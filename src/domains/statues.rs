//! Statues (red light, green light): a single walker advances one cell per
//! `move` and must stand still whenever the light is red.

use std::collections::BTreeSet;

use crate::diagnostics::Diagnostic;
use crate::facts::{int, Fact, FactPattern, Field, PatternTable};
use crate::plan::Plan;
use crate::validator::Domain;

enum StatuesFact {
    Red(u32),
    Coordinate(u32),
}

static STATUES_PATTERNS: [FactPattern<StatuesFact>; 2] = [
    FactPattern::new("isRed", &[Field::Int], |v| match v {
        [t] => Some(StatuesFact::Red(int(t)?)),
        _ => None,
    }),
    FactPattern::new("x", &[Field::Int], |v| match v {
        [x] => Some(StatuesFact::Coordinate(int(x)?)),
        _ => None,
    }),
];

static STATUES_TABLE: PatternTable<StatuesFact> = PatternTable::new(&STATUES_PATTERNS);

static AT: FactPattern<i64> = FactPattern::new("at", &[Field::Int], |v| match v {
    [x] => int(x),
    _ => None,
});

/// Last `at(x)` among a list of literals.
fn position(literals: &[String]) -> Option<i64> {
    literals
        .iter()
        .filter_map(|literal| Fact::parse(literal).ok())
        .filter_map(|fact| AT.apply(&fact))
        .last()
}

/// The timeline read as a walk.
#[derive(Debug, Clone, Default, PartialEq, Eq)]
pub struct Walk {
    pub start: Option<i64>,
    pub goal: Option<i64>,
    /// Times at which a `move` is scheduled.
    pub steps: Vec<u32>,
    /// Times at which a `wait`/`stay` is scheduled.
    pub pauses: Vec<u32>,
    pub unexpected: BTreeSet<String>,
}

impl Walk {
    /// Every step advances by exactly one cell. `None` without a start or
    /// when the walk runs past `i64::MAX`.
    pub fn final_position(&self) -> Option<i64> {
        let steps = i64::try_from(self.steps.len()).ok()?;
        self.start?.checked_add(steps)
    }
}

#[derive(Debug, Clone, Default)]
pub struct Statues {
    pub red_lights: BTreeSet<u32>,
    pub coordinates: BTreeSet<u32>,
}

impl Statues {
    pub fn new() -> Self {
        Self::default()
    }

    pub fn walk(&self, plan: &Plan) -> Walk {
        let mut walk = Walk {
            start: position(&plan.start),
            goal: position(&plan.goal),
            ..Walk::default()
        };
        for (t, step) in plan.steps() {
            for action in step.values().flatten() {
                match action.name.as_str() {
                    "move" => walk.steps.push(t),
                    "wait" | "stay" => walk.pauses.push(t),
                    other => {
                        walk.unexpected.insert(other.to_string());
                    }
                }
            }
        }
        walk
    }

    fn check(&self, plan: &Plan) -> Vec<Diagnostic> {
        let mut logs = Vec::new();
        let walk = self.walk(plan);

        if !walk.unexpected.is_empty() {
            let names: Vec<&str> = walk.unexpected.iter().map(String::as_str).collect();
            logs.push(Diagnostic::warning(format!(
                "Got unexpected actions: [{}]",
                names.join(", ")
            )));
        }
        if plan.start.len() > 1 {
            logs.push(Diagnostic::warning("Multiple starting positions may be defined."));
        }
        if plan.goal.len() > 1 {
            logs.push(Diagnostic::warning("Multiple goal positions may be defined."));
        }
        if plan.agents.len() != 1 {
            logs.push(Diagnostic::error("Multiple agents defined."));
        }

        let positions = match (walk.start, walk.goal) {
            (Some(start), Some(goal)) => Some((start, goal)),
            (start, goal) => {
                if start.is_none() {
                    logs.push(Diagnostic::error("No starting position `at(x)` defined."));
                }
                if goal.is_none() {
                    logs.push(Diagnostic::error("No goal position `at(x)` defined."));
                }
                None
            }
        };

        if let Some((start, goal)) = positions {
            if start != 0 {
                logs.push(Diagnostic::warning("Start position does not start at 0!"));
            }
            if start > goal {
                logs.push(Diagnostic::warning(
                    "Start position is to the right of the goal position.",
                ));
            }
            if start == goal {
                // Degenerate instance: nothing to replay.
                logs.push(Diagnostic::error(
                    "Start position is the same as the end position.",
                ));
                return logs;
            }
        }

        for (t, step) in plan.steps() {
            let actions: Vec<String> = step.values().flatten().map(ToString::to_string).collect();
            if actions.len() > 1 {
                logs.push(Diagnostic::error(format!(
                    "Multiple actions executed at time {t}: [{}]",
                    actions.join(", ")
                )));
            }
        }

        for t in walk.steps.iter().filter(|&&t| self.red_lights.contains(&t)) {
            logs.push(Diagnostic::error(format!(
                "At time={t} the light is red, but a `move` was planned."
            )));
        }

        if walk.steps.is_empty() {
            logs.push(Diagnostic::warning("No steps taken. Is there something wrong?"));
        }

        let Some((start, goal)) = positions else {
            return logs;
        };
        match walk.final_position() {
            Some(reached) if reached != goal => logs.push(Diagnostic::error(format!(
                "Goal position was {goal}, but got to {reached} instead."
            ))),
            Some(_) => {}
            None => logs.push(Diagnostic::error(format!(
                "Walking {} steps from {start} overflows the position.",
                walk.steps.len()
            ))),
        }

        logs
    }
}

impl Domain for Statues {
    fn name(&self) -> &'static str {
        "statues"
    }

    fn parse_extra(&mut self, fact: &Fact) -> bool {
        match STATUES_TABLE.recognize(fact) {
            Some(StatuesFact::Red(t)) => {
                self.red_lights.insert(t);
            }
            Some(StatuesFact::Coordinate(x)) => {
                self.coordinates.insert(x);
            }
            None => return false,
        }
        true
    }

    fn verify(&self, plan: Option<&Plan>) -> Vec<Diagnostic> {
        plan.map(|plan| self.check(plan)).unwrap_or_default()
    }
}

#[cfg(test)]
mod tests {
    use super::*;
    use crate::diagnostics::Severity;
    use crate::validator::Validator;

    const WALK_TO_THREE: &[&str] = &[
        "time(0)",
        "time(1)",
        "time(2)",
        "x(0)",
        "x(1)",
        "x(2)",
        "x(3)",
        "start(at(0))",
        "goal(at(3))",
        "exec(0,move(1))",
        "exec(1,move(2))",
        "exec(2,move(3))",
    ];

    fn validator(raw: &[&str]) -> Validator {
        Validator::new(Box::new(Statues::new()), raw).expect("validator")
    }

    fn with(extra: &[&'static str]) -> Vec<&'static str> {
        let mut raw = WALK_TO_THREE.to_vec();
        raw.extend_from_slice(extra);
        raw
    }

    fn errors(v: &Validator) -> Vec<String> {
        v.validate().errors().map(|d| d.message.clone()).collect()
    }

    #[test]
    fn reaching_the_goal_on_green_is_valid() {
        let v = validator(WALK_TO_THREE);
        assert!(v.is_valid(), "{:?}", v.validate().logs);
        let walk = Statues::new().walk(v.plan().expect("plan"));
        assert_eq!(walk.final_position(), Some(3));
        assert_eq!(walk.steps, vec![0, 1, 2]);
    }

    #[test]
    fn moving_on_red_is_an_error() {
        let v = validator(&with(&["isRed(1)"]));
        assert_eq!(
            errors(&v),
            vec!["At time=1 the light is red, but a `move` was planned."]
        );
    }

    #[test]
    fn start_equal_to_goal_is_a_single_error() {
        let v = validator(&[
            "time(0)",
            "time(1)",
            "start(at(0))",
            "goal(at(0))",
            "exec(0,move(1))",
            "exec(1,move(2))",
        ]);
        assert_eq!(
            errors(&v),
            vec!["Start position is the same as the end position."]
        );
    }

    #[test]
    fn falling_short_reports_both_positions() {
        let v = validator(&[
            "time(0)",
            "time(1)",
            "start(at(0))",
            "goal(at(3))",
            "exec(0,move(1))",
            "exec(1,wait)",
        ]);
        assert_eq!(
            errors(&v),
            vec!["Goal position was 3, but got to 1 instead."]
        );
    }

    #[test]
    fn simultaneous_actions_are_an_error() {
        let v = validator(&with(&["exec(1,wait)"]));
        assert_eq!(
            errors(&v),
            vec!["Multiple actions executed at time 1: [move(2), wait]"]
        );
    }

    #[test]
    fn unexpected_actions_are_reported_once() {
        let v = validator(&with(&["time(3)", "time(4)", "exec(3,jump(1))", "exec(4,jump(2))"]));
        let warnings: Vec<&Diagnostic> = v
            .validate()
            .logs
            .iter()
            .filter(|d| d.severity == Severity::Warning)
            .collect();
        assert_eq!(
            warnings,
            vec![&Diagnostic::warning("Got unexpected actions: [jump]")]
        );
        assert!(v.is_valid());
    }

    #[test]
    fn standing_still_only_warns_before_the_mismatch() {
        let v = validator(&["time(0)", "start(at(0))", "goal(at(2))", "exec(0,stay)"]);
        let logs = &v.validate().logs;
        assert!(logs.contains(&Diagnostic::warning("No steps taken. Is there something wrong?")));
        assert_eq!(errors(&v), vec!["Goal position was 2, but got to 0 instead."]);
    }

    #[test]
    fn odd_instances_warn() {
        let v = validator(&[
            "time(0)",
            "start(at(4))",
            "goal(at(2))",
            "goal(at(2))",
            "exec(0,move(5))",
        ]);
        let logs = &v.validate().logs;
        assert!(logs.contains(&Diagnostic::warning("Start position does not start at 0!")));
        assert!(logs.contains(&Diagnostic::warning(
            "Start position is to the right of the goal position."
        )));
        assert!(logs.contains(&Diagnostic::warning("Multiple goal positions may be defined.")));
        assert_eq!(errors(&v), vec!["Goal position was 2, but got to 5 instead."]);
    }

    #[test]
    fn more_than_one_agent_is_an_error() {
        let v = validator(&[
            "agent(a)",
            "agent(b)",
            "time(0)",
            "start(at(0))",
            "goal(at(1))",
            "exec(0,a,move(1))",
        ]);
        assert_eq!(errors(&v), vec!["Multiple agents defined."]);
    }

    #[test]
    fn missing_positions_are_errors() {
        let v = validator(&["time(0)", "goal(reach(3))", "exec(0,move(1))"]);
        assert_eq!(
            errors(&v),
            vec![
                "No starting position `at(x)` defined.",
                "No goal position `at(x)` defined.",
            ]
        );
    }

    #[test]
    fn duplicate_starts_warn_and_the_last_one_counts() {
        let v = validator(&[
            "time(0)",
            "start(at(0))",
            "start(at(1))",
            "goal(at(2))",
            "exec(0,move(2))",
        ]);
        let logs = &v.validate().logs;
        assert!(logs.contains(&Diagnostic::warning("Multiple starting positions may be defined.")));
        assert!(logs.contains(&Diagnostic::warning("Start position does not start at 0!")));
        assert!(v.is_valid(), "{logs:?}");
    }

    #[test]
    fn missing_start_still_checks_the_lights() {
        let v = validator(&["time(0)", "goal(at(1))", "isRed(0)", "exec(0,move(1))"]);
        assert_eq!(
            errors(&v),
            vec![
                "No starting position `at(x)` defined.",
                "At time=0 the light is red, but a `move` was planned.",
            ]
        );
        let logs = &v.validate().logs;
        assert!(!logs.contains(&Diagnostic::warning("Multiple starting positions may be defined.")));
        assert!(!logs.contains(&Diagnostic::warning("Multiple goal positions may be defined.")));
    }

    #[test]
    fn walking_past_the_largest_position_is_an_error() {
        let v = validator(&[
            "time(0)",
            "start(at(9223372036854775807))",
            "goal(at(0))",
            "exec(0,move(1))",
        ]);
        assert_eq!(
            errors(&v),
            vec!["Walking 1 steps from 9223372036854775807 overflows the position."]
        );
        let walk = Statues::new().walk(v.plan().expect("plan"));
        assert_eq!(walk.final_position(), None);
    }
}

*-*-*

### REQUIREMENT
Which lines of the listing above hold the word "impl"? Copy each of them.

### WRITTEN SOLUTION
impl Walk {
impl Statues {
impl Domain for Statues {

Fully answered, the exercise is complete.